◆国境税関は閑散。人・モノの往来ほとんどなく

(中国延吉=パク・ヨンミン)

国境の川・豆満江の向こう側に広がっているのが、北朝鮮の会寧(フェリョン)市。人口10万を超える大きな都市だ。中国側の現地住民によると、最近では合法・非合法を問わず中国を訪れる北朝鮮住民はほとんどいないという。7月30日、中国側からパク・ヨンミン撮影(アジアプレス)

北朝鮮の会寧(フェリョン)市は、朝中国境の豆満江側では最も大きい国境都市だ。故金正日総書記の母、金正淑(キム・ジョンスク)氏の故郷としても知られている。国境の様子を見に、先月30日、対岸の中国吉林省龍井市の三合鎮を訪れた。

川幅が最大でも数十メートルと狭いことから、元来、密輸が盛んで、脱北者を含めた北朝鮮住民の往来が多かったこの地域だが、今ではずいぶんと静かになったという。地元の商人に聞くと「最近では親戚訪問で訪れる人も、脱北者もほとんどいない」と教えてくれた。
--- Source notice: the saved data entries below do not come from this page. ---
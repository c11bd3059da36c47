//! Nested-set index over tree-structured masters.
//!
//! Accounts, cost centers and tree-shaped accounting dimensions are filtered
//! by "this node or anything below it". Each node gets a `(lft, rgt)`
//! interval such that a node's subtree is exactly the set of nodes whose
//! `lft` falls inside its interval, so subtree listing is a range scan over
//! nodes sorted by `lft`.

use std::collections::{BTreeMap, BTreeSet, HashMap};

use serde::{Deserialize, Serialize};
use thiserror::Error;

/// Errors raised while building a tree index.
#[derive(Debug, Error, PartialEq, Eq)]
pub enum TreeError {
    /// The same node name appears twice.
    #[error("Duplicate tree node: {0}")]
    DuplicateNode(String),

    /// A node cannot be reached from any root.
    #[error("Cycle detected at tree node: {0}")]
    Cycle(String),
}

/// Nested-set interval of a node.
#[derive(Debug, Clone, Copy, PartialEq, Eq, Serialize, Deserialize)]
pub struct Bounds {
    /// Left boundary.
    pub lft: u32,
    /// Right boundary.
    pub rgt: u32,
}

/// Subtree index for one hierarchy.
#[derive(Debug, Clone, Default)]
pub struct TreeIndex {
    bounds: HashMap<String, Bounds>,
    by_lft: Vec<(u32, String)>,
}

impl TreeIndex {
    /// Builds an index from precomputed intervals.
    pub fn from_bounds(nodes: impl IntoIterator<Item = (String, Bounds)>) -> Self {
        let bounds: HashMap<String, Bounds> = nodes.into_iter().collect();
        let mut by_lft: Vec<(u32, String)> = bounds
            .iter()
            .map(|(name, b)| (b.lft, name.clone()))
            .collect();
        by_lft.sort_unstable();
        Self { bounds, by_lft }
    }

    /// Numbers a parent-linked hierarchy.
    ///
    /// Nodes whose parent is missing or unknown become roots. Siblings are
    /// numbered in name order so the result does not depend on input order.
    pub fn from_parents<I, S>(nodes: I) -> Result<Self, TreeError>
    where
        I: IntoIterator<Item = (S, Option<S>)>,
        S: Into<String>,
    {
        let mut parents: BTreeMap<String, Option<String>> = BTreeMap::new();
        for (name, parent) in nodes {
            let name = name.into();
            if parents.contains_key(&name) {
                return Err(TreeError::DuplicateNode(name));
            }
            parents.insert(name, parent.map(Into::into));
        }

        let mut children: BTreeMap<Option<&str>, Vec<&str>> = BTreeMap::new();
        for (name, parent) in &parents {
            let parent = parent
                .as_deref()
                .filter(|p| *p != name && parents.contains_key(*p));
            children.entry(parent).or_default().push(name.as_str());
        }

        let mut bounds = HashMap::with_capacity(parents.len());
        let mut counter = 0u32;
        // Explicit stack of (node, visited-children) to avoid recursion on deep trees.
        let mut stack: Vec<(&str, bool)> = children
            .get(&None)
            .map(|roots| roots.iter().rev().map(|r| (*r, false)).collect())
            .unwrap_or_default();
        let mut open: HashMap<&str, u32> = HashMap::new();

        while let Some((node, expanded)) = stack.pop() {
            counter += 1;
            if expanded {
                let lft = open.remove(node).unwrap_or(counter);
                bounds.insert(node.to_string(), Bounds { lft, rgt: counter });
                continue;
            }
            open.insert(node, counter);
            stack.push((node, true));
            if let Some(kids) = children.get(&Some(node)) {
                stack.extend(kids.iter().rev().map(|k| (*k, false)));
            }
        }

        if let Some(orphan) = parents.keys().find(|name| !bounds.contains_key(*name)) {
            return Err(TreeError::Cycle(orphan.clone()));
        }

        Ok(Self::from_bounds(bounds))
    }

    /// Interval of a node.
    #[must_use]
    pub fn bounds(&self, name: &str) -> Option<Bounds> {
        self.bounds.get(name).copied()
    }

    /// All nodes in the subtrees of `roots`, roots included.
    ///
    /// Unknown roots contribute nothing.
    #[must_use]
    pub fn descendants_of<S: AsRef<str>>(&self, roots: &[S]) -> BTreeSet<String> {
        let mut result = BTreeSet::new();
        for root in roots {
            let Some(b) = self.bounds(root.as_ref()) else {
                continue;
            };
            let start = self.by_lft.partition_point(|(lft, _)| *lft < b.lft);
            let end = self.by_lft.partition_point(|(lft, _)| *lft <= b.rgt);
            result.extend(self.by_lft[start..end].iter().map(|(_, n)| n.clone()));
        }
        result
    }
}

#[cfg(test)]
mod tests {
    use super::*;

    fn chart() -> TreeIndex {
        TreeIndex::from_parents([
            ("Assets", None),
            ("Assets/Cash", Some("Assets")),
            ("Assets/Bank", Some("Assets")),
            ("Assets/Bank/EUR", Some("Assets/Bank")),
            ("Liabilities", None),
            ("Liabilities/Creditors", Some("Liabilities")),
        ])
        .unwrap()
    }

    #[test]
    fn test_descendants_include_root_and_all_levels() {
        let tree = chart();
        let names: Vec<String> = tree.descendants_of(&["Assets"]).into_iter().collect();
        assert_eq!(
            names,
            vec!["Assets", "Assets/Bank", "Assets/Bank/EUR", "Assets/Cash"]
        );
    }

    #[test]
    fn test_leaf_subtree_is_itself() {
        let tree = chart();
        let names = tree.descendants_of(&["Assets/Cash"]);
        assert_eq!(names.len(), 1);
        assert!(names.contains("Assets/Cash"));
    }

    #[test]
    fn test_union_of_subtrees_and_unknown_roots() {
        let tree = chart();
        let names = tree.descendants_of(&["Assets/Bank", "Liabilities", "Equity"]);
        assert_eq!(names.len(), 4);
        assert!(!names.contains("Assets"));
    }

    #[test]
    fn test_intervals_nest() {
        let tree = chart();
        let root = tree.bounds("Assets").unwrap();
        let leaf = tree.bounds("Assets/Bank/EUR").unwrap();
        assert!(root.lft < leaf.lft && leaf.rgt < root.rgt);
        assert_eq!(root.rgt - root.lft + 1, 8);
        assert_eq!(leaf.rgt, leaf.lft + 1);
        assert_eq!(tree.bounds("Equity"), None);
    }

    #[test]
    fn test_unknown_parent_becomes_root() {
        let tree = TreeIndex::from_parents([("Main", Some("Deleted"))]).unwrap();
        assert_eq!(tree.descendants_of(&["Main"]).len(), 1);
        assert!(tree.descendants_of(&["Deleted"]).is_empty());
    }

    #[test]
    fn test_duplicate_and_cycle_are_rejected() {
        assert_eq!(
            TreeIndex::from_parents([("A", None), ("A", None)]).unwrap_err(),
            TreeError::DuplicateNode("A".to_string())
        );
        assert!(matches!(
            TreeIndex::from_parents([("A", Some("B")), ("B", Some("A"))]),
            Err(TreeError::Cycle(_))
        ));
    }

    #[test]
    fn test_from_bounds_keeps_intervals() {
        let tree = TreeIndex::from_bounds([
            ("Root".to_string(), Bounds { lft: 1, rgt: 4 }),
            ("Child".to_string(), Bounds { lft: 2, rgt: 3 }),
        ]);
        assert_eq!(tree.descendants_of(&["Root"]).len(), 2);
        assert_eq!(tree.descendants_of(&["Child"]).len(), 1);
    }
}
しばらくの間、付近の高台から会寧市と三合鎮を結ぶ国境の橋を眺めてみたものの、橋が工事中のためか、行き来する車両や人影は見当たらなかった。中国側税関は軍人が厳重に警備しており、一方の北朝鮮側では新庁舎の工事が進められていた。人の往来も、物流もまったく活性化された様子はなく、付近は閑散としていた。